Chapter Thirty-Five
Sienna
The problem with sleeping in a guest cottage—especially one not your own—is that everything feels slightly off, like living inside a rental cabin that insists you pretend you’re on vacation even when you’re absolutely not.
I woke up tangled in sheets the color of washed linen, staring at a ceiling knot that resembled a judgmental eye watching me from above.
Technically, this cottage was one of the nicer ones on the Honey Leaf property with big windows, good natural light, solid Wi-Fi, and a tiny kitchenette that barely fit a stove, but it wasn’t mine. I wasn’t used to the space yet.
My real apartment in town, the one I actually made payments on, was currently unlivable due to a chaotic decision to repaint the kitchen after a small adventure with the stove that I refused to elaborate on.
Not to mention a bit of drywall had to be replaced.
Anyway, I’d picked a bold boho teal for the walls, and once the painter got to that stage, I’d be able to move back in within four days.
So I’d been temporarily displaced to Cottage Seven at Honey Leaf, living out of two duffels and a laundry basket of clothes.
Which meant my bedroom here didn’t look like me yet.
And that was a problem.
I sat up slowly, stretching my arms overhead until my spine popped.
My usual bedroom vibe was a cheerful explosion of color—warm oranges, saturated pinks, woven tapestries, busy-patterned throw pillows, plants that thrived on neglect, eclectic thrift-store finds that made no sense but looked whimsical in groups.
Every corner of my usual space felt alive, vibrant, and rooted.
This room… did not.
It was clean.
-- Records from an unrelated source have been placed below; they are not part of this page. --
//src/main.rs

use anyhow::Context;
use tokio::net::TcpListener;
use tracing_subscriber::EnvFilter;

use sge_backend::{
    config::{AppState, Config},
    routes,
};

#[tokio::main]
async fn main() -> anyhow::Result<()> {
    // RUST_LOG sobrescreve; padrão info.
    tracing_subscriber::fmt()
        .with_env_filter(EnvFilter::try_from_default_env().unwrap_or_else(|_| EnvFilter::new("info")))
        .with_target(false)
        .compact()
        .init();

    let config = Config::from_env()?;
    let app_state = AppState::new(&config).await?;

    // Faz o app rodar as migrações do SQLx na inicialização
    sqlx::migrate!()
        .run(&app_state.db_pool)
        .await
        .context("Falha ao rodar as migrações do banco de dados.")?;

    tracing::info!("✅ Migrações do banco de dados executadas com sucesso!");

    let app = routes::app(app_state);

    let addr = format!("0.0.0.0:{}", config.port);
    let listener = TcpListener::bind(&addr)
        .await
        .with_context(|| format!("Falha ao iniciar o listener TCP em {addr}"))?;
    tracing::info!("🚀 Servidor escutando em {}", listener.local_addr()?);

    axum::serve(listener, app).await.context("Erro no servidor Axum")?;
    Ok(())
}
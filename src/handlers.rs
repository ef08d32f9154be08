pub mod auth;
pub mod clientes;
pub mod condicao_pagamento;
pub mod configuracao;
pub mod contagens;
pub mod estoque;
pub mod lojas;
pub mod mensagens;
pub mod pedidos;
pub mod produtos;
pub mod sync;
pub mod usuarios;
pub mod validade;
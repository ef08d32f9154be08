// src/db/produto_repo.rs

use std::collections::HashMap;

use async_trait::async_trait;
use sqlx::{PgConnection, PgPool, Postgres, QueryBuilder};

use crate::{
    common::{campo, error::AppError, pagination::Paginacao},
    db::cadastro::{CadastroRepository, LINHAS_POR_INSERT},
    models::produto::{AtualizarProdutoPayload, Ean, Produto, ProdutoCadastro, ProdutoExistente},
};

#[derive(Clone)]
pub struct ProdutoRepository {
    pool: PgPool,
}

/// Escapa curingas do ILIKE para buscar o texto literal.
fn padrao_ilike(q: &str) -> String {
    let escapado = q
        .replace('\\', "\\\\")
        .replace('%', "\\%")
        .replace('_', "\\_");
    format!("%{escapado}%")
}

impl ProdutoRepository {
    pub fn new(pool: PgPool) -> Self {
        Self { pool }
    }

    // ---
    // Leitura
    // ---

    pub async fn listar(&self, cod_loja: i32, paginacao: Paginacao) -> Result<(i64, Vec<Produto>), AppError> {
        let total: i64 = sqlx::query_scalar("SELECT COUNT(*) FROM produtos WHERE cod_loja = $1")
            .bind(cod_loja)
            .fetch_one(&self.pool)
            .await?;

        let produtos = sqlx::query_as::<_, Produto>(
            "SELECT * FROM produtos WHERE cod_loja = $1 ORDER BY nome ASC, codigo ASC LIMIT $2 OFFSET $3",
        )
        .bind(cod_loja)
        .bind(paginacao.limit)
        .bind(paginacao.offset)
        .fetch_all(&self.pool)
        .await?;

        Ok((total, produtos))
    }

    pub async fn listar_todos(&self, cod_loja: i32) -> Result<Vec<Produto>, AppError> {
        let produtos = sqlx::query_as::<_, Produto>("SELECT * FROM produtos WHERE cod_loja = $1 ORDER BY codigo")
            .bind(cod_loja)
            .fetch_all(&self.pool)
            .await?;
        Ok(produtos)
    }

    /// Código de barras principal primeiro; se nada casar, os EANs secundários.
    pub async fn buscar_por_codigo_barras(&self, cod_loja: i32, codigo_barras: &str) -> Result<Vec<Produto>, AppError> {
        let principais = sqlx::query_as::<_, Produto>(
            "SELECT * FROM produtos WHERE cod_loja = $1 AND codigo_barras = $2 ORDER BY codigo",
        )
        .bind(cod_loja)
        .bind(codigo_barras)
        .fetch_all(&self.pool)
        .await?;

        if !principais.is_empty() {
            return Ok(principais);
        }

        let secundarios = sqlx::query_as::<_, Produto>(
            r#"
            SELECT DISTINCT p.* FROM produtos p
            JOIN eans e ON e.cod_loja = p.cod_loja AND e.cod_produto = p.codigo
            WHERE e.cod_loja = $1 AND e.codigo_barras = $2
            ORDER BY p.codigo
            "#,
        )
        .bind(cod_loja)
        .bind(codigo_barras)
        .fetch_all(&self.pool)
        .await?;
        Ok(secundarios)
    }

    /// Nome contendo o texto (sem diferenciar maiúsculas) ou código exato.
    pub async fn buscar_por_texto(
        &self,
        cod_loja: i32,
        q: &str,
        paginacao: Paginacao,
    ) -> Result<(i64, Vec<Produto>), AppError> {
        let padrao = padrao_ilike(q);
        let codigo: Option<i32> = q.parse().ok();

        let total: i64 = sqlx::query_scalar(
            "SELECT COUNT(*) FROM produtos WHERE cod_loja = $1 AND (nome ILIKE $2 OR codigo = $3)",
        )
        .bind(cod_loja)
        .bind(&padrao)
        .bind(codigo)
        .fetch_one(&self.pool)
        .await?;

        let produtos = sqlx::query_as::<_, Produto>(
            r#"
            SELECT * FROM produtos
            WHERE cod_loja = $1 AND (nome ILIKE $2 OR codigo = $3)
            ORDER BY (codigo = $3) DESC NULLS LAST, nome ASC
            LIMIT $4 OFFSET $5
            "#,
        )
        .bind(cod_loja)
        .bind(&padrao)
        .bind(codigo)
        .bind(paginacao.limit)
        .bind(paginacao.offset)
        .fetch_all(&self.pool)
        .await?;

        Ok((total, produtos))
    }

    pub async fn buscar_por_id(&self, id: i32) -> Result<Option<Produto>, AppError> {
        let produto = sqlx::query_as::<_, Produto>("SELECT * FROM produtos WHERE id = $1")
            .bind(id)
            .fetch_optional(&self.pool)
            .await?;
        Ok(produto)
    }

    pub async fn listar_eans(&self, cod_loja: i32) -> Result<Vec<Ean>, AppError> {
        let eans = sqlx::query_as::<_, Ean>(
            "SELECT * FROM eans WHERE cod_loja = $1 ORDER BY cod_produto, codigo_barras",
        )
        .bind(cod_loja)
        .fetch_all(&self.pool)
        .await?;
        Ok(eans)
    }

    // ---
    // Escrita (sempre dentro de transação)
    // ---

    pub async fn travar_por_id(&self, conn: &mut PgConnection, id: i32) -> Result<Option<Produto>, AppError> {
        let produto = sqlx::query_as::<_, Produto>("SELECT * FROM produtos WHERE id = $1 FOR UPDATE")
            .bind(id)
            .fetch_optional(&mut *conn)
            .await?;
        Ok(produto)
    }

    pub async fn atualizar_por_id(
        &self,
        conn: &mut PgConnection,
        atual: &Produto,
        payload: &AtualizarProdutoPayload,
    ) -> Result<Produto, AppError> {
        let produto = sqlx::query_as::<_, Produto>(
            r#"
            UPDATE produtos SET
                nome = $2, unidade_medida = $3, codigo_barras = $4,
                pr_venda = $5, pr_custo = $6, updated_at = NOW()
            WHERE id = $1
            RETURNING *
            "#,
        )
        .bind(atual.id)
        .bind(payload.nome.as_deref().unwrap_or(&atual.nome))
        .bind(payload.unidade_medida.as_deref().unwrap_or(&atual.unidade_medida))
        .bind(campo::resolver(&payload.codigo_barras, &atual.codigo_barras))
        .bind(campo::resolver(&payload.pr_venda, &atual.pr_venda))
        .bind(campo::resolver(&payload.pr_custo, &atual.pr_custo))
        .fetch_one(&mut *conn)
        .await?;
        Ok(produto)
    }

    pub async fn remover_por_id(&self, conn: &mut PgConnection, produto: &Produto) -> Result<(), AppError> {
        sqlx::query("DELETE FROM eans WHERE cod_loja = $1 AND cod_produto = $2")
            .bind(produto.cod_loja)
            .bind(produto.codigo)
            .execute(&mut *conn)
            .await?;
        sqlx::query("DELETE FROM produtos WHERE id = $1")
            .bind(produto.id)
            .execute(&mut *conn)
            .await?;
        Ok(())
    }

    /// Apaga os EANs dos produtos informados por (cod_loja, codigo).
    async fn remover_eans(&self, conn: &mut PgConnection, chaves: &[(i32, i32)]) -> Result<(), AppError> {
        if chaves.is_empty() {
            return Ok(());
        }
        let (lojas, codigos): (Vec<i32>, Vec<i32>) = chaves.iter().copied().unzip();
        sqlx::query(
            r#"
            DELETE FROM eans
            WHERE (cod_loja, cod_produto) IN (
                SELECT * FROM UNNEST($1::int4[], $2::int4[])
            )
            "#,
        )
        .bind(&lojas)
        .bind(&codigos)
        .execute(&mut *conn)
        .await?;
        Ok(())
    }

    /// Troca o conjunto de EANs de cada produto: apaga tudo e insere de novo.
    pub async fn substituir_eans(
        &self,
        conn: &mut PgConnection,
        conjuntos: &[(i32, i32, &[String])],
    ) -> Result<(), AppError> {
        let chaves: Vec<(i32, i32)> = conjuntos.iter().map(|(l, c, _)| (*l, *c)).collect();
        self.remover_eans(conn, &chaves).await?;

        let linhas: Vec<(i32, i32, String)> = conjuntos
            .iter()
            .flat_map(|(l, c, eans)| eans.iter().map(move |e| (*l, *c, e.clone())))
            .collect();

        for lote in linhas.chunks(LINHAS_POR_INSERT) {
            let mut qb: QueryBuilder<Postgres> =
                QueryBuilder::new("INSERT INTO eans (cod_loja, cod_produto, codigo_barras) ");
            qb.push_values(lote, |mut b, (loja, produto, ean)| {
                b.push_bind(*loja).push_bind(*produto).push_bind(ean.clone());
            });
            qb.push(" ON CONFLICT DO NOTHING");
            qb.build().execute(&mut *conn).await?;
        }
        Ok(())
    }
}

#[async_trait]
impl CadastroRepository for ProdutoRepository {
    type Registro = ProdutoCadastro;
    type Existente = ProdutoExistente;

    async fn carregar(&self, conn: &mut PgConnection, lojas: &[i32]) -> Result<Vec<ProdutoExistente>, AppError> {
        let produtos = sqlx::query_as::<_, Produto>("SELECT * FROM produtos WHERE cod_loja = ANY($1)")
            .bind(lojas)
            .fetch_all(&mut *conn)
            .await?;

        let eans = sqlx::query_as::<_, Ean>("SELECT * FROM eans WHERE cod_loja = ANY($1)")
            .bind(lojas)
            .fetch_all(&mut *conn)
            .await?;

        let mut por_produto: HashMap<(i32, i32), Vec<String>> = HashMap::new();
        for ean in eans {
            por_produto
                .entry((ean.cod_loja, ean.cod_produto))
                .or_default()
                .push(ean.codigo_barras);
        }

        Ok(produtos
            .into_iter()
            .map(|produto| {
                let eans = por_produto
                    .remove(&(produto.cod_loja, produto.codigo))
                    .unwrap_or_default();
                ProdutoExistente { produto, eans }
            })
            .collect())
    }

    async fn inserir(&self, conn: &mut PgConnection, registros: &[ProdutoCadastro]) -> Result<(), AppError> {
        for lote in registros.chunks(LINHAS_POR_INSERT) {
            let mut qb: QueryBuilder<Postgres> = QueryBuilder::new(
                "INSERT INTO produtos (cod_loja, codigo, nome, unidade_medida, codigo_barras, pr_venda, pr_custo) ",
            );
            qb.push_values(lote, |mut b, p| {
                b.push_bind(p.cod_loja)
                    .push_bind(p.codigo)
                    .push_bind(p.nome.clone())
                    .push_bind(p.unidade_medida.clone())
                    .push_bind(campo::inicial(&p.codigo_barras))
                    .push_bind(campo::inicial(&p.pr_venda))
                    .push_bind(campo::inicial(&p.pr_custo));
            });
            qb.build().execute(&mut *conn).await?;
        }

        let conjuntos: Vec<(i32, i32, &[String])> = registros
            .iter()
            .map(|p| (p.cod_loja, p.codigo, p.eans.as_slice()))
            .collect();
        self.substituir_eans(conn, &conjuntos).await
    }

    async fn atualizar(
        &self,
        conn: &mut PgConnection,
        alteracoes: &[(ProdutoCadastro, ProdutoExistente)],
    ) -> Result<(), AppError> {
        for (novo, existente) in alteracoes {
            let atual = &existente.produto;
            sqlx::query(
                r#"
                UPDATE produtos SET
                    nome = $2, unidade_medida = $3, codigo_barras = $4,
                    pr_venda = $5, pr_custo = $6, updated_at = NOW()
                WHERE id = $1
                "#,
            )
            .bind(atual.id)
            .bind(&novo.nome)
            .bind(&novo.unidade_medida)
            .bind(campo::resolver(&novo.codigo_barras, &atual.codigo_barras))
            .bind(campo::resolver(&novo.pr_venda, &atual.pr_venda))
            .bind(campo::resolver(&novo.pr_custo, &atual.pr_custo))
            .execute(&mut *conn)
            .await?;
        }

        let conjuntos: Vec<(i32, i32, &[String])> = alteracoes
            .iter()
            .map(|(p, _)| (p.cod_loja, p.codigo, p.eans.as_slice()))
            .collect();
        self.substituir_eans(conn, &conjuntos).await
    }

    async fn remover(&self, conn: &mut PgConnection, existentes: &[ProdutoExistente]) -> Result<(), AppError> {
        let chaves: Vec<(i32, i32)> = existentes
            .iter()
            .map(|e| (e.produto.cod_loja, e.produto.codigo))
            .collect();
        self.remover_eans(conn, &chaves).await?;

        let ids: Vec<i32> = existentes.iter().map(|e| e.produto.id).collect();
        sqlx::query("DELETE FROM produtos WHERE id = ANY($1)")
            .bind(&ids)
            .execute(&mut *conn)
            .await?;
        Ok(())
    }
}

#[cfg(test)]
mod tests {
    use super::*;

    #[test]
    fn curingas_do_ilike_sao_escapados() {
        assert_eq!(padrao_ilike("arroz"), "%arroz%");
        assert_eq!(padrao_ilike("50%"), "%50\\%%");
        assert_eq!(padrao_ilike("a_b"), "%a\\_b%");
    }
}
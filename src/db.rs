pub mod cadastro;

pub mod loja_repo;
pub use loja_repo::LojaRepository;
pub mod usuario_repo;
pub use usuario_repo::UsuarioRepository;
pub mod produto_repo;
pub use produto_repo::ProdutoRepository;
pub mod estoque_repo;
pub use estoque_repo::EstoqueRepository;
pub mod cliente_repo;
pub use cliente_repo::ClienteRepository;
pub mod condicao_pagamento_repo;
pub use condicao_pagamento_repo::CondicaoPagamentoRepository;
pub mod configuracao_repo;
pub use configuracao_repo::ConfiguracaoRepository;
pub mod contagem_repo;
pub use contagem_repo::ContagemRepository;
pub mod pedido_repo;
pub use pedido_repo::PedidoRepository;
pub mod validade_repo;
pub use validade_repo::ValidadeRepository;
pub mod mensagem_repo;
pub use mensagem_repo::MensagemRepository;
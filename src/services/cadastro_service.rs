// src/services/cadastro_service.rs

use sqlx::PgPool;

use crate::{
    common::{
        error::AppError,
        extract::OneOrMany,
        reconcile::{self, EntradaCadastro, Reconciliavel, ResumoCadastro},
    },
    db::cadastro::CadastroRepository,
};

/// Executa os endpoints `cadastrar`: valida o lote, planeja as mudanças e
/// aplica tudo numa única transação.
#[derive(Clone)]
pub struct CadastroService {
    pool: PgPool,
}

impl CadastroService {
    pub fn new(pool: PgPool) -> Self {
        Self { pool }
    }

    pub async fn processar<R, I>(&self, repo: &R, corpo: OneOrMany<I>) -> Result<ResumoCadastro, AppError>
    where
        R: CadastroRepository,
        I: EntradaCadastro<Registro = R::Registro>,
    {
        // Array é autoritativo para as lojas presentes; objeto único nunca remove.
        let autoritativo = corpo.is_many();
        let itens = corpo.into_vec();
        if itens.is_empty() {
            return Err(AppError::BadRequest(I::MENSAGEM_VAZIO.to_string()));
        }

        let registros = reconcile::converter(itens)?;
        if let Some(chave) = reconcile::duplicado(&registros) {
            return Err(AppError::BadRequest(
                <R::Registro as Reconciliavel>::mensagem_duplicado(chave),
            ));
        }
        let lojas = reconcile::escopos(&registros);

        let mut tx = self.pool.begin().await?;

        let existentes = repo.carregar(&mut *tx, &lojas).await?;
        let plano = reconcile::planejar(registros, existentes, autoritativo);

        if !plano.inserir.is_empty() {
            repo.inserir(&mut *tx, &plano.inserir).await?;
        }
        if !plano.atualizar.is_empty() {
            repo.atualizar(&mut *tx, &plano.atualizar).await?;
        }
        if !plano.remover.is_empty() {
            repo.remover(&mut *tx, &plano.remover).await?;
        }

        tx.commit().await?;

        tracing::info!(
            "📦 {}: {} inseridos, {} atualizados, {} removidos, {} inalterados (lojas {:?})",
            <R::Registro as Reconciliavel>::ENTIDADE,
            plano.inserir.len(),
            plano.atualizar.len(),
            plano.remover.len(),
            plano.inalterados,
            lojas
        );

        Ok(ResumoCadastro {
            message: I::MENSAGEM_SUCESSO.to_string(),
            inseridos: plano.inserir.len(),
            atualizados: plano.atualizar.len(),
            removidos: plano.remover.len(),
        })
    }
}
// src/handlers/sync.rs

use axum::{extract::State, http::StatusCode, response::IntoResponse, Json};
use serde::Serialize;
use utoipa::ToSchema;

use crate::{
    common::{
        error::AppError,
        extract::AppQuery,
        pagination::Lista,
    },
    config::AppState,
    models::{
        contagem::Contagem,
        produto::{Ean, LojaQuery, Produto},
        usuario::Usuario,
    },
};

/// Carga completa do coletor ao abrir o app.
#[derive(Debug, Serialize, ToSchema)]
pub struct SyncCompleto {
    pub usuarios: Lista<Usuario>,
    pub produtos: Lista<Produto>,
    pub eans: Lista<Ean>,
    pub contagens: Lista<Contagem>,
}

#[utoipa::path(
    get,
    path = "/sync/full",
    tag = "Sync",
    params(LojaQuery),
    responses((status = 200, description = "Usuários, produtos, EANs e contagens da loja", body = SyncCompleto))
)]
pub async fn full(
    State(app_state): State<AppState>,
    AppQuery(query): AppQuery<LojaQuery>,
) -> Result<impl IntoResponse, AppError> {
    let cod_loja = query.cod_loja;

    let (usuarios, produtos, eans, contagens) = tokio::try_join!(
        app_state.usuario_repo.listar(Some(cod_loja)),
        app_state.produto_repo.listar_todos(cod_loja),
        app_state.produto_repo.listar_eans(cod_loja),
        app_state.contagem_repo.listar(cod_loja),
    )?;

    tracing::info!(
        "🔄 Sync completo da loja {}: {} usuários, {} produtos, {} EANs, {} contagens",
        cod_loja,
        usuarios.len(),
        produtos.len(),
        eans.len(),
        contagens.len()
    );

    Ok((
        StatusCode::OK,
        Json(SyncCompleto {
            usuarios: usuarios.into(),
            produtos: produtos.into(),
            eans: eans.into(),
            contagens: contagens.into(),
        }),
    ))
}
Simple. Tasteful.
It looked like a picture in a rental catalog titled “Lakefront Retreat: Interior by Beige.”
A beige I was apparently trapped in.
I sighed and flopped back down. “No wonder I feel like running.”
Running wasn’t new for me. It was muscle memory by now. Emotional overwhelm? Lace up. Uncertainty? Pack a bag. Feelings? Get on a plane. It wasn’t that I wanted to avoid commitment; I just excelled at it by sheer accidental talent.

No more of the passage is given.